Dear reader, you might be dying to know what new show can satisfy your chronic excitement. Don’t worry, Netflix’s spicy new period romance “Bridgerton” can make all your spooky fantasies come true. While the second season is more plot than porn, unlike the first season, don’t dismiss the lack of sex for lack of sexiness.

The piled up, smoldering coals of sexual tension make this story, in fact, horny as hell.

With the tall, dark and handsome traveling snack Regé-Jean Paige, otherwise known as “I’M BURNING FOR YOU”, the guy is sorely absent, “Bridgerton” needed someone to fill the shoes of a ridiculously hot lord-daddy. Who better to take on the role than Viscount Anthony Bridgerton (Jonathan Bailey) Now that he’s shaved off those mutton chops of justice, he’s everything a Regency-era woman (or really does) anyone) might want: rich, handsome, and suffering from recurring daddy issues.

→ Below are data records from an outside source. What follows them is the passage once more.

use irs_core::cleanup::{filter_collection, StopWords};
use irs_core::models::{InvertedListBooleanModel, RetrievalModel, VectorSpaceModel};
use irs_core::porter::stem_all;
use irs_core::ranking::{buckley_lewit, exhaustive_top_k};
use irs_core::search::buckley_lewit_search;
use irs_core::{Collection, DocId, Document, Engine, EngineConfig, ModelKind, SearchOptions};
use std::collections::HashMap;

fn fables() -> Collection {
    vec![
        Document::new(0, "The Fox and the Grapes", "a hungry fox saw some fine bunches of grapes"),
        Document::new(1, "The Dog and the Shadow", "a dog carrying a piece of meat saw his shadow"),
        Document::new(2, "The Fox and the Crow", "a crow sat on a branch and the fox flattered her"),
        Document::new(3, "The Dog in the Manger", "a dog lay in a manger full of hay"),
        Document::new(4, "The Fox and the Stork", "the fox invited the stork to dinner"),
        Document::new(5, "The Wolf and the Lamb", "a wolf met a lamb drinking at a stream"),
    ]
}

fn stop_words() -> StopWords {
    ["a", "the", "of", "and", "in", "on", "to", "at", "his", "her", "some"].iter().map(|s| s.to_string()).collect()
}

fn ids(engine: &Engine, query: &str, options: SearchOptions) -> Vec<DocId> {
    engine.search(query, options).unwrap().into_iter().map(|h| h.doc_id).collect()
}

#[test]
fn inverted_fox_query() {
    let mut engine = Engine::new(fables(), stop_words(), EngineConfig::default());
    engine.activate(ModelKind::Inverted).unwrap();
    assert_eq!(ids(&engine, "fox", SearchOptions::default()), vec![0, 2, 4]);
    assert_eq!(ids(&engine, "fox -crow", SearchOptions::default()), vec![0, 4]);
    assert_eq!(ids(&engine, "dog | wolf", SearchOptions::default()), vec![1, 3, 5]);
    assert_eq!(ids(&engine, "-(fox | dog)", SearchOptions::default()), vec![5]);
}

#[test]
fn inverted_lists_hold_exactly_the_containing_documents() {
    let mut docs = fables();
    stem_all(&mut docs);
    let model = InvertedListBooleanModel::build(&docs, &StopWords::new(), &EngineConfig::default());
    for stemming in [false, true] {
        for (term, list) in model.list(stemming) {
            let expected: Vec<DocId> = docs
                .iter()
                .filter(|d| (if stemming { &d.stemmed_terms } else { &d.terms }).contains(term))
                .map(|d| d.document_id)
                .collect();
            assert_eq!(list.iter().copied().collect::<Vec<_>>(), expected, "{term}");
        }
    }
}

#[test]
fn boolean_models_agree() {
    let mut docs = fables();
    filter_collection(&mut docs, &stop_words());
    let mut engine = Engine::new(docs, stop_words(), EngineConfig::default());
    let queries = [
        "fox",
        "fox & -crow",
        "(dog | wolf) & -manger",
        "saw | stream",
        "fox & the",
        "-lamb & -fox",
        "flattering | carried",
        "unicorn",
        "unicorn | fox",
    ];
    let mut results: HashMap<ModelKind, Vec<Vec<DocId>>> = HashMap::new();
    for kind in [ModelKind::Linear, ModelKind::Inverted, ModelKind::Signature] {
        engine.activate(kind).unwrap();
        for filtering in [false, true] {
            for stemming in [false, true] {
                let options = SearchOptions::new(filtering, stemming);
                for q in queries {
                    results.entry(kind).or_default().push(ids(&engine, q, options));
                }
            }
        }
    }
    assert_eq!(results[&ModelKind::Linear], results[&ModelKind::Inverted]);
    assert_eq!(results[&ModelKind::Linear], results[&ModelKind::Signature]);
}

#[test]
fn stopword_leaves_are_neutral_under_filtering() {
    let mut docs = fables();
    filter_collection(&mut docs, &stop_words());
    let mut engine = Engine::new(docs, stop_words(), EngineConfig::default());
    engine.activate(ModelKind::Inverted).unwrap();
    let filtered = SearchOptions::new(true, false);
    assert_eq!(ids(&engine, "fox & the", filtered), ids(&engine, "fox", filtered));
    assert!(ids(&engine, "the", filtered).is_empty());
}

#[test]
fn buckley_lewit_matches_exhaustive_ranking() {
    let mut docs = fables();
    stem_all(&mut docs);
    let config = EngineConfig::default();
    let model = VectorSpaceModel::build(&docs, &stop_words(), &config);
    for query in ["fox", "fox dog", "hungry fox grapes", "dog dog wolf shadow", "a the"] {
        for stemming in [false, true] {
            let options = SearchOptions::new(false, stemming);
            let exhaustive = exhaustive_top_k(
                docs.iter().map(|d| {
                    let repr = model.document_to_representation(d, false, stemming);
                    (d.document_id, model.matches(&repr, &query.to_string()))
                }),
                config.gamma + 1,
            );
            let ranked = buckley_lewit_search(&model, query, options, config.gamma);
            assert_eq!(ranked.len(), exhaustive.len(), "{query}");
            let scores: HashMap<DocId, f64> = exhaustive.into_iter().collect();
            for hit in &ranked {
                let expected = scores.get(&hit.doc_id).copied().unwrap_or(f64::NAN);
                assert!((hit.score - expected).abs() < 1e-9, "{query}: doc {}", hit.doc_id);
            }
            assert!(ranked.windows(2).all(|w| w[0].score >= w[1].score));
        }
    }
}

/// 40 documents: nine that are only "fox", one where "fox" is drowned among
/// rare words, and thirty sharing the common pair "crow lamb".
fn skewed_corpus() -> Collection {
    let mut docs = Collection::new();
    for id in 0..9 {
        docs.push(Document::new(id, "fox", "fox"));
    }
    docs.push(Document::new(9, "mixed", "fox ant bee cat dove eel frog goat hare ibis jay"));
    for id in 10..40 {
        docs.push(Document::new(id, "common", "crow lamb"));
    }
    docs
}

#[test]
fn pruned_ranking_keeps_exhaustive_top_gamma() {
    let docs = skewed_corpus();
    let config = EngineConfig::default();
    let gamma = config.gamma;
    let model = VectorSpaceModel::build(&docs, &StopWords::new(), &config);
    let index = model.index(false);

    let query = "fox fox crow";
    let query_vector = index.query_vector(&model.query_terms(query, false, false));
    let ranking = buckley_lewit(&query_vector, index.postings(), gamma);
    assert!(ranking.pruned);
    assert_eq!(ranking.terms_processed, 1);
    assert_eq!(ranking.hits.len(), gamma + 1);

    let exhaustive = exhaustive_top_k(
        docs.iter().map(|d| {
            let repr = model.document_to_representation(d, false, false);
            (d.document_id, model.matches(&repr, &query.to_string()))
        }),
        gamma,
    );
    let mut pruned_top: Vec<DocId> = ranking.hits[..gamma].iter().map(|&(d, _)| d).collect();
    let mut exhaustive_top: Vec<DocId> = exhaustive.iter().map(|&(d, _)| d).collect();
    pruned_top.sort();
    exhaustive_top.sort();
    assert_eq!(pruned_top, exhaustive_top);
    assert_eq!(pruned_top, (0..9).collect::<Vec<DocId>>());
}

#[test]
fn vector_ranks_repeated_term_higher() {
    let docs = vec![
        Document::new(0, "one", "fox fox fox crow"),
        Document::new(1, "two", "fox crow crow crow"),
        Document::new(2, "three", "lamb"),
    ];
    let mut engine = Engine::new(docs, StopWords::new(), EngineConfig::default());
    engine.activate(ModelKind::Vector).unwrap();
    assert_eq!(ids(&engine, "fox", SearchOptions::default()), vec![0, 1]);
    assert_eq!(ids(&engine, "crow", SearchOptions::default()), vec![1, 0]);
    assert!(ids(&engine, "wolf", SearchOptions::default()).is_empty());
}
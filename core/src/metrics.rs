//! Precision and recall against a reference relevance table.
//!
//! Both measures return [`NO_REFERENCE`] (-1) when the table has nothing to
//! say about the query and 0.0 when nothing was retrieved.

use crate::models::ModelKind;
use crate::porter::stem;
use crate::query::{evaluate, parse, Operand};
use crate::search::SearchHit;
use crate::{universe, DocId, DocSet};
use anyhow::{anyhow, bail, Context, Result};
use serde::Serialize;
use std::collections::HashMap;
use std::fs;
use std::path::Path;

pub const NO_REFERENCE: f64 = -1.0;

/// Stemmed term -> ids of the documents judged relevant for it.
#[derive(Debug, Clone, Default, PartialEq)]
pub struct ReferenceTable {
    entries: HashMap<String, DocSet>,
}

impl ReferenceTable {
    /// Parses `term - id, id, ...` lines with 1-based ids; a blank line ends the table.
    pub fn parse(text: &str) -> Result<Self> {
        let mut entries = HashMap::new();
        for (line_no, line) in text.lines().enumerate() {
            if line.trim().is_empty() {
                break;
            }
            let (term, ids) = line
                .split_once('-')
                .ok_or_else(|| anyhow!("line {}: missing '-' separator", line_no + 1))?;
            let mut relevant = DocSet::new();
            for id in ids.split(',').map(str::trim).filter(|s| !s.is_empty()) {
                let id: DocId = id.parse().with_context(|| format!("line {}: bad id {id:?}", line_no + 1))?;
                if id == 0 {
                    bail!("line {}: ids are 1-based", line_no + 1);
                }
                relevant.insert(id - 1);
            }
            entries.insert(stem(&term.trim().to_lowercase()), relevant);
        }
        Ok(Self { entries })
    }

    /// Loads the table from disk. A missing file is an error.
    pub fn load(path: impl AsRef<Path>) -> Result<Self> {
        let path = path.as_ref();
        let text = fs::read_to_string(path).with_context(|| format!("reading reference table {}", path.display()))?;
        let table = Self::parse(&text)?;
        tracing::info!(path = %path.display(), terms = table.len(), "reference table loaded");
        Ok(table)
    }

    /// Relevant documents for a raw query term (stemmed before lookup).
    pub fn relevant(&self, term: &str) -> Option<&DocSet> {
        self.entries.get(&stem(term))
    }

    pub fn len(&self) -> usize {
        self.entries.len()
    }

    pub fn is_empty(&self) -> bool {
        self.entries.is_empty()
    }
}

#[derive(Debug, Clone, Copy, PartialEq, Serialize)]
pub struct Metrics {
    pub precision: f64,
    pub recall: f64,
}

struct MissingReference;

/// Relevant set of a Boolean query, evaluated on the reference table the same
/// way the search evaluates it on an index. `None` if the query does not parse,
/// names a term without a reference entry, or has no relevant document.
pub fn boolean_relevant(table: &ReferenceTable, query: &str, num_docs: usize) -> Option<DocSet> {
    let expr = parse(&query.to_lowercase()).ok()?;
    let mut lookup = |term: &str| table.relevant(term).cloned().map(Operand::Docs).ok_or(MissingReference);
    let relevant = evaluate(&expr, &universe(num_docs), &mut lookup).ok()?.into_docs();
    (!relevant.is_empty()).then_some(relevant)
}

fn retrieved(hits: &[SearchHit]) -> DocSet {
    hits.iter().filter(|h| h.score == 1.0).map(|h| h.doc_id).collect()
}

pub fn boolean_precision(table: &ReferenceTable, query: &str, hits: &[SearchHit], num_docs: usize) -> f64 {
    let Some(relevant) = boolean_relevant(table, query, num_docs) else {
        return NO_REFERENCE;
    };
    let retrieved = retrieved(hits);
    if retrieved.is_empty() {
        return 0.0;
    }
    retrieved.intersection(&relevant).count() as f64 / retrieved.len() as f64
}

pub fn boolean_recall(table: &ReferenceTable, query: &str, hits: &[SearchHit], num_docs: usize) -> f64 {
    let Some(relevant) = boolean_relevant(table, query, num_docs) else {
        return NO_REFERENCE;
    };
    let retrieved = retrieved(hits);
    if retrieved.is_empty() {
        return 0.0;
    }
    retrieved.intersection(&relevant).count() as f64 / relevant.len() as f64
}

/// Union of the reference entries of every query word. `None` if any word has
/// no entry or the union is empty.
pub fn vector_relevant(table: &ReferenceTable, query: &str) -> Option<DocSet> {
    let mut relevant = DocSet::new();
    for word in query.to_lowercase().split_whitespace() {
        relevant.extend(table.relevant(word)?);
    }
    (!relevant.is_empty()).then_some(relevant)
}

/// Precision at the last rank of the result list.
pub fn vector_precision(table: &ReferenceTable, query: &str, hits: &[SearchHit]) -> f64 {
    let Some(relevant) = vector_relevant(table, query) else {
        return NO_REFERENCE;
    };
    let mut precision = 0.0;
    let mut relevant_hits = 0usize;
    for (rank, hit) in hits.iter().enumerate() {
        if relevant.contains(&hit.doc_id) {
            relevant_hits += 1;
        }
        precision = relevant_hits as f64 / (rank + 1) as f64;
    }
    precision
}

/// Cumulative recall after each rank.
pub fn recall_curve(hits: &[SearchHit], relevant: &DocSet) -> Vec<f64> {
    let step = 1.0 / relevant.len() as f64;
    let mut total = 0.0;
    hits.iter()
        .map(|hit| {
            if relevant.contains(&hit.doc_id) {
                total += step;
            }
            total
        })
        .collect()
}

/// Recall at the last rank of the result list.
pub fn vector_recall(table: &ReferenceTable, query: &str, hits: &[SearchHit]) -> f64 {
    let Some(relevant) = vector_relevant(table, query) else {
        return NO_REFERENCE;
    };
    recall_curve(hits, &relevant).last().copied().unwrap_or(0.0)
}

/// Precision and recall of `hits` for the raw (unstemmed) `query`.
pub fn evaluate_results(
    kind: ModelKind,
    table: &ReferenceTable,
    query: &str,
    hits: &[SearchHit],
    num_docs: usize,
) -> Metrics {
    if kind.is_boolean() {
        Metrics {
            precision: boolean_precision(table, query, hits, num_docs),
            recall: boolean_recall(table, query, hits, num_docs),
        }
    } else {
        Metrics { precision: vector_precision(table, query, hits), recall: vector_recall(table, query, hits) }
    }
}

In this season, he is in the market, but like the cold-hearted lord he has become, he wants to marry for practical reasons, not for love. Edwina Sharma (Charithra Chandran) catches his eye as the perfect and polite potential wife. But for plot reasons, he won’t get the hang of it without the approval of his overprotective sister Kate (Simone Ashley). You may have already predicted where this is going, because every cliché romance starts with two love interests who hate each other.

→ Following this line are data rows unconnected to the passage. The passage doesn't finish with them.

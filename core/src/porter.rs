//! Porter-style suffix stripping.
//!
//! Every step works on an uppercased copy of the term and is described by an
//! ordered table of `(suffix, gate, replacement)` rules. The first rule whose
//! suffix matches and whose gate holds rewrites the term and ends the step.

use crate::cleanup::remove_symbols;
use crate::Document;
use lazy_static::lazy_static;
use regex::{Captures, Regex};

lazy_static! {
    static ref QUERY_WORD: Regex = Regex::new(r"[\p{Alphabetic}']+").expect("valid regex");
}

#[derive(Clone, Copy)]
enum Gate {
    Always,
    /// measure(stem) > n
    MeasureAbove(usize),
}

impl Gate {
    fn holds(self, stem: &[char]) -> bool {
        match self {
            Gate::Always => true,
            Gate::MeasureAbove(n) => measure_chars(stem) > n,
        }
    }
}

type Rule = (&'static str, Gate, &'static str);

const STEP_1A: &[Rule] = &[
    ("SSES", Gate::Always, "SS"),
    ("IES", Gate::Always, "I"),
    ("SS", Gate::Always, "SS"),
    ("S", Gate::Always, ""),
];

const STEP_2: &[Rule] = &[
    ("ATIONAL", Gate::MeasureAbove(0), "ATE"),
    ("TIONAL", Gate::MeasureAbove(0), "TION"),
    ("ENCI", Gate::MeasureAbove(0), "ENCE"),
    ("ANCI", Gate::MeasureAbove(0), "ANCE"),
    ("IZER", Gate::MeasureAbove(0), "IZE"),
    ("ABLI", Gate::MeasureAbove(0), "ABLE"),
    ("ALLI", Gate::MeasureAbove(0), "AL"),
    ("ENTLI", Gate::MeasureAbove(0), "ENT"),
    ("ELI", Gate::MeasureAbove(0), "E"),
    ("OUSLI", Gate::MeasureAbove(0), "OUS"),
    ("IZATION", Gate::MeasureAbove(0), "IZE"),
    ("ATION", Gate::MeasureAbove(0), "ATE"),
    ("ATOR", Gate::MeasureAbove(0), "ATE"),
    ("ALISM", Gate::MeasureAbove(0), "AL"),
    ("IVENESS", Gate::MeasureAbove(0), "IVE"),
    ("FULNESS", Gate::MeasureAbove(0), "FUL"),
    ("OUSNESS", Gate::MeasureAbove(0), "OUS"),
    ("ALITI", Gate::MeasureAbove(0), "AL"),
    ("IVITI", Gate::MeasureAbove(0), "IVE"),
    ("BILITI", Gate::MeasureAbove(0), "BLE"),
];

const STEP_3: &[Rule] = &[
    ("ICATE", Gate::MeasureAbove(0), "IC"),
    ("ATIVE", Gate::MeasureAbove(0), ""),
    ("ALIZE", Gate::MeasureAbove(0), "AL"),
    ("ICITI", Gate::MeasureAbove(0), "IC"),
    ("ICAL", Gate::MeasureAbove(0), "IC"),
    ("FUL", Gate::MeasureAbove(0), ""),
    ("NESS", Gate::MeasureAbove(0), ""),
];

const STEP_4: &[Rule] = &[
    ("AL", Gate::MeasureAbove(1), ""),
    ("ANCE", Gate::MeasureAbove(1), ""),
    ("ENCE", Gate::MeasureAbove(1), ""),
    ("ER", Gate::MeasureAbove(1), ""),
    ("IC", Gate::MeasureAbove(1), ""),
    ("ABLE", Gate::MeasureAbove(1), ""),
    ("IBLE", Gate::MeasureAbove(1), ""),
    ("ANT", Gate::MeasureAbove(1), ""),
    ("EMENT", Gate::MeasureAbove(1), ""),
    ("MENT", Gate::MeasureAbove(1), ""),
    ("ENT", Gate::MeasureAbove(1), ""),
    ("OU", Gate::MeasureAbove(1), ""),
    ("ISM", Gate::MeasureAbove(1), ""),
    ("ATE", Gate::MeasureAbove(1), ""),
    ("ITI", Gate::MeasureAbove(1), ""),
    ("OUS", Gate::MeasureAbove(1), ""),
    ("IVE", Gate::MeasureAbove(1), ""),
    ("IZE", Gate::MeasureAbove(1), ""),
];

fn is_plain_vowel(c: char) -> bool {
    matches!(c, 'A' | 'E' | 'I' | 'O' | 'U')
}

/// Vowel/consonant classification of each letter. `Y` is a vowel unless it
/// is the first letter or follows a vowel.
fn vowel_flags(word: &[char]) -> Vec<bool> {
    let mut flags = Vec::with_capacity(word.len());
    let mut vowel = false;
    for (i, &c) in word.iter().enumerate() {
        if is_plain_vowel(c) {
            vowel = true;
        } else if c == 'Y' {
            if i > 0 {
                vowel = !(is_plain_vowel(word[i - 1]) && vowel);
            }
        } else {
            vowel = false;
        }
        flags.push(vowel);
    }
    flags
}

fn measure_chars(word: &[char]) -> usize {
    vowel_flags(word)
        .windows(2)
        .filter(|pair| pair[0] && !pair[1])
        .count()
}

fn has_vowel(stem: &[char]) -> bool {
    vowel_flags(stem).into_iter().any(|v| v)
}

fn ends_double_consonant(stem: &[char]) -> bool {
    match stem {
        [.., a, b] => a == b && !is_plain_vowel(*a),
        _ => false,
    }
}

fn ends_cvc(stem: &[char]) -> bool {
    let flags = vowel_flags(stem);
    match (flags.as_slice(), stem.last()) {
        ([.., false, true, false], Some(last)) => !matches!(last, 'W' | 'X' | 'Y'),
        _ => false,
    }
}

fn to_upper_chars(word: &str) -> Vec<char> {
    word.to_uppercase().chars().collect()
}

/// Number of consonant-sequence to vowel-sequence transitions, `[C](VC){m}[V]`.
pub fn measure(word: &str) -> usize {
    measure_chars(&to_upper_chars(word))
}

/// `*v*`: the stem contains a vowel.
pub fn condition_v(stem: &str) -> bool {
    has_vowel(&to_upper_chars(stem))
}

/// `*d`: the stem ends with a double consonant.
pub fn condition_d(stem: &str) -> bool {
    ends_double_consonant(&to_upper_chars(stem))
}

/// `*o`: the stem ends consonant-vowel-consonant and the last consonant is not W, X or Y.
pub fn condition_o(stem: &str) -> bool {
    ends_cvc(&to_upper_chars(stem))
}

fn strip_suffix<'a>(word: &'a [char], suffix: &str) -> Option<&'a [char]> {
    let suffix: Vec<char> = suffix.chars().collect();
    if word.len() >= suffix.len() && word[word.len() - suffix.len()..] == suffix[..] {
        Some(&word[..word.len() - suffix.len()])
    } else {
        None
    }
}

fn find_rule(word: &[char], rules: &[Rule]) -> Option<Vec<char>> {
    rules.iter().find_map(|&(suffix, gate, replacement)| {
        strip_suffix(word, suffix)
            .filter(|stem| gate.holds(stem))
            .map(|stem| stem.iter().copied().chain(replacement.chars()).collect())
    })
}

fn apply_rules(word: Vec<char>, rules: &[Rule]) -> Vec<char> {
    find_rule(&word, rules).unwrap_or(word)
}

pub(crate) fn step_1a(word: Vec<char>) -> Vec<char> {
    apply_rules(word, STEP_1A)
}

pub(crate) fn step_1b(word: Vec<char>) -> Vec<char> {
    // A matching EED ends the step whether or not its gate holds.
    if let Some(stem) = strip_suffix(&word, "EED") {
        if measure_chars(stem) > 0 {
            let mut out = stem.to_vec();
            out.extend(['E', 'E']);
            return out;
        }
        return word;
    }
    let stripped = ["ED", "ING"].iter().find_map(|suffix| {
        strip_suffix(&word, suffix)
            .filter(|stem| has_vowel(stem))
            .map(|stem| stem.to_vec())
    });
    match stripped {
        Some(stem) => step_1b_tidy(stem),
        None => word,
    }
}

fn step_1b_tidy(mut stem: Vec<char>) -> Vec<char> {
    for ending in ["AT", "BL", "IZ"] {
        if strip_suffix(&stem, ending).is_some() {
            stem.push('E');
            return stem;
        }
    }
    if ends_double_consonant(&stem) && !matches!(stem.last(), Some('L' | 'S' | 'Z')) {
        stem.pop();
        return stem;
    }
    if measure_chars(&stem) == 1 && ends_cvc(&stem) {
        stem.push('E');
    }
    stem
}

pub(crate) fn step_1c(word: Vec<char>) -> Vec<char> {
    match strip_suffix(&word, "Y") {
        Some(stem) if has_vowel(stem) => {
            let mut out = stem.to_vec();
            out.push('I');
            out
        }
        _ => word,
    }
}

pub(crate) fn step_2(word: Vec<char>) -> Vec<char> {
    apply_rules(word, STEP_2)
}

pub(crate) fn step_3(word: Vec<char>) -> Vec<char> {
    apply_rules(word, STEP_3)
}

pub(crate) fn step_4(word: Vec<char>) -> Vec<char> {
    if let Some(out) = find_rule(&word, STEP_4) {
        return out;
    }
    match strip_suffix(&word, "ION") {
        Some(stem) if matches!(stem.last(), Some('S' | 'T')) && measure_chars(stem) > 1 => {
            stem.to_vec()
        }
        _ => word,
    }
}

pub(crate) fn step_5a(word: Vec<char>) -> Vec<char> {
    match strip_suffix(&word, "E") {
        Some(stem) => {
            let m = measure_chars(stem);
            if m > 1 || (m == 1 && !ends_cvc(stem)) {
                stem.to_vec()
            } else {
                word
            }
        }
        None => word,
    }
}

pub(crate) fn step_5b(mut word: Vec<char>) -> Vec<char> {
    if word.last() == Some(&'L') && ends_double_consonant(&word) && measure_chars(&word) > 1 {
        word.pop();
    }
    word
}

/// Stems a single term. Total: unmatched rules pass the term through, and the
/// result is always lowercase.
pub fn stem(term: &str) -> String {
    let word = to_upper_chars(term);
    let word = step_1a(word);
    let word = step_1b(word);
    let word = step_1c(word);
    let word = step_2(word);
    let word = step_3(word);
    let word = step_4(word);
    let word = step_5a(word);
    let word = step_5b(word);
    word.into_iter().collect::<String>().to_lowercase()
}

/// Fills `stemmed_terms` of every document from its `terms`. Existing stems are replaced.
pub fn stem_all(collection: &mut [Document]) {
    for doc in collection.iter_mut() {
        doc.stemmed_terms = doc.terms.iter().map(|t| stem(t)).collect();
    }
    tracing::debug!(docs = collection.len(), "stemmed collection");
}

/// Replaces every word of a raw query with its stem; operators and spacing are kept.
pub fn stem_query(query: &str) -> String {
    QUERY_WORD
        .replace_all(query, |caps: &Captures| stem(&remove_symbols(&caps[0])))
        .into_owned()
}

After a few episodes, petty arguments between Kate and Anthony turn into intense staring contests with enough tension to set every opulent room on fire. The chemistry between the cast is impeccable and electric, communicated through shallow breathing, brief hand touches, and long tenuous pauses. They almost always end up alone in rooms, horizontally on top of each other in the mud, or caressing each other because of Anthony’s bee phobia.

Before they can fulfill their desires, there’s an inevitable hiatus that makes you want to write your own dirty fanfiction or never watch a Netflix original series again.

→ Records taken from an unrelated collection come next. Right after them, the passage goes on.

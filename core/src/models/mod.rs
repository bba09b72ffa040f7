//! Retrieval models. Each model builds its indexes once, when it is activated,
//! and is immutable afterwards.

use crate::cleanup::StopWords;
use crate::config::EngineConfig;
use crate::error::EngineError;
use crate::Document;
use serde::{Deserialize, Serialize};
use std::fmt;
use std::str::FromStr;

pub mod inverted;
pub mod linear;
pub mod signature;
pub mod vector;

pub use inverted::InvertedListBooleanModel;
pub use linear::LinearBooleanModel;
pub use signature::SignatureBasedBooleanModel;
pub use vector::VectorSpaceModel;

/// Capability shared by every retrieval model.
pub trait RetrievalModel {
    /// Model-specific view of one document.
    type DocumentRepr;
    /// Model-specific view of a query.
    type QueryRepr;

    fn build(collection: &[Document], stop_words: &StopWords, config: &EngineConfig) -> Self
    where
        Self: Sized;

    fn document_to_representation(
        &self,
        document: &Document,
        stopword_filtering: bool,
        stemming: bool,
    ) -> Self::DocumentRepr;

    fn query_to_representation(&self, query: &str) -> Self::QueryRepr;

    /// 1.0 / 0.0 for the Boolean models, a similarity weight for the vector model.
    fn matches(&self, document: &Self::DocumentRepr, query: &Self::QueryRepr) -> f64;
}

#[derive(Debug, Clone, Copy, PartialEq, Eq, Hash, Serialize, Deserialize)]
#[serde(rename_all = "lowercase")]
pub enum ModelKind {
    Linear,
    Inverted,
    Signature,
    Vector,
    Fuzzy,
}

impl ModelKind {
    pub fn is_boolean(self) -> bool {
        !matches!(self, ModelKind::Vector | ModelKind::Fuzzy)
    }
}

impl fmt::Display for ModelKind {
    fn fmt(&self, f: &mut fmt::Formatter<'_>) -> fmt::Result {
        f.write_str(match self {
            ModelKind::Linear => "Boolean Model (Linear)",
            ModelKind::Inverted => "Boolean Model (Inverted List)",
            ModelKind::Signature => "Boolean Model (Signatures)",
            ModelKind::Vector => "Vector Space Model",
            ModelKind::Fuzzy => "Fuzzy Set Model",
        })
    }
}

impl FromStr for ModelKind {
    type Err = String;

    fn from_str(s: &str) -> Result<Self, Self::Err> {
        match s.to_ascii_lowercase().as_str() {
            "linear" => Ok(ModelKind::Linear),
            "inverted" => Ok(ModelKind::Inverted),
            "signature" => Ok(ModelKind::Signature),
            "vector" => Ok(ModelKind::Vector),
            "fuzzy" => Ok(ModelKind::Fuzzy),
            other => Err(format!("unknown model {other:?}")),
        }
    }
}

/// An activated model with its indexes.
pub enum Model {
    Linear(LinearBooleanModel),
    Inverted(InvertedListBooleanModel),
    Signature(SignatureBasedBooleanModel),
    Vector(VectorSpaceModel),
}

impl Model {
    /// Builds the indexes of `kind`. The fuzzy set model has no implementation.
    pub fn build(
        kind: ModelKind,
        collection: &[Document],
        stop_words: &StopWords,
        config: &EngineConfig,
    ) -> Result<Self, EngineError> {
        let start = std::time::Instant::now();
        let model = match kind {
            ModelKind::Linear => Model::Linear(LinearBooleanModel::build(collection, stop_words, config)),
            ModelKind::Inverted => {
                Model::Inverted(InvertedListBooleanModel::build(collection, stop_words, config))
            }
            ModelKind::Signature => {
                Model::Signature(SignatureBasedBooleanModel::build(collection, stop_words, config))
            }
            ModelKind::Vector => Model::Vector(VectorSpaceModel::build(collection, stop_words, config)),
            ModelKind::Fuzzy => return Err(EngineError::NotImplemented("fuzzy set model")),
        };
        tracing::info!(model = %kind, num_docs = collection.len(), took_ms = start.elapsed().as_millis() as u64, "model built");
        Ok(model)
    }

    pub fn kind(&self) -> ModelKind {
        match self {
            Model::Linear(_) => ModelKind::Linear,
            Model::Inverted(_) => ModelKind::Inverted,
            Model::Signature(_) => ModelKind::Signature,
            Model::Vector(_) => ModelKind::Vector,
        }
    }
}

Unfortunately (or fortunately), this series isn’t all about the hot looks. The relationship between Kate and Anthony is undoubtedly more mature than the previous season. You can see the pressure Anthony faces as a man thrust into the post of Viscount at a very young age, dealing with the trauma and loss of his father’s unexpected death. Kate feels a little less developed story-wise, but the development between the two is approached in a reasonable way, even if it doesn’t unfold as organically as the first season’s iconic romance.

Where this season fails the most is when it abandons central romance for vapid subplots. The lush sets, custom designs, and acting are reasonably good. The stories aren’t as exciting. The most glaring presence is that of Daphne (Phoebe Dynevor), who played the central role last season and now feels so forced and inorganic that she might as well be a Lamborghini in 17th century London. With the Duke absent, it’s as if the writer was throwing her in to push the romance between Kate and Anthony when their chemistry was enough on its own.

Eloise Bridgerton’s (Claudia Jessie) women’s hunt to find the elusive Lady Whistledown, a writer who publishes most of London’s high-class gossip, might have been interesting had she been given more time – and if the voiceovers weren’t that boring. You could probably take a shot every time Lady Whistledown’s narrator says “Diamond” and get completely lost.

But fear not dear readers, the romance is enough to elicit some pleasure. Even if you found this season dull, there are plenty of “Bridgerton” books to quench your thirst for romance.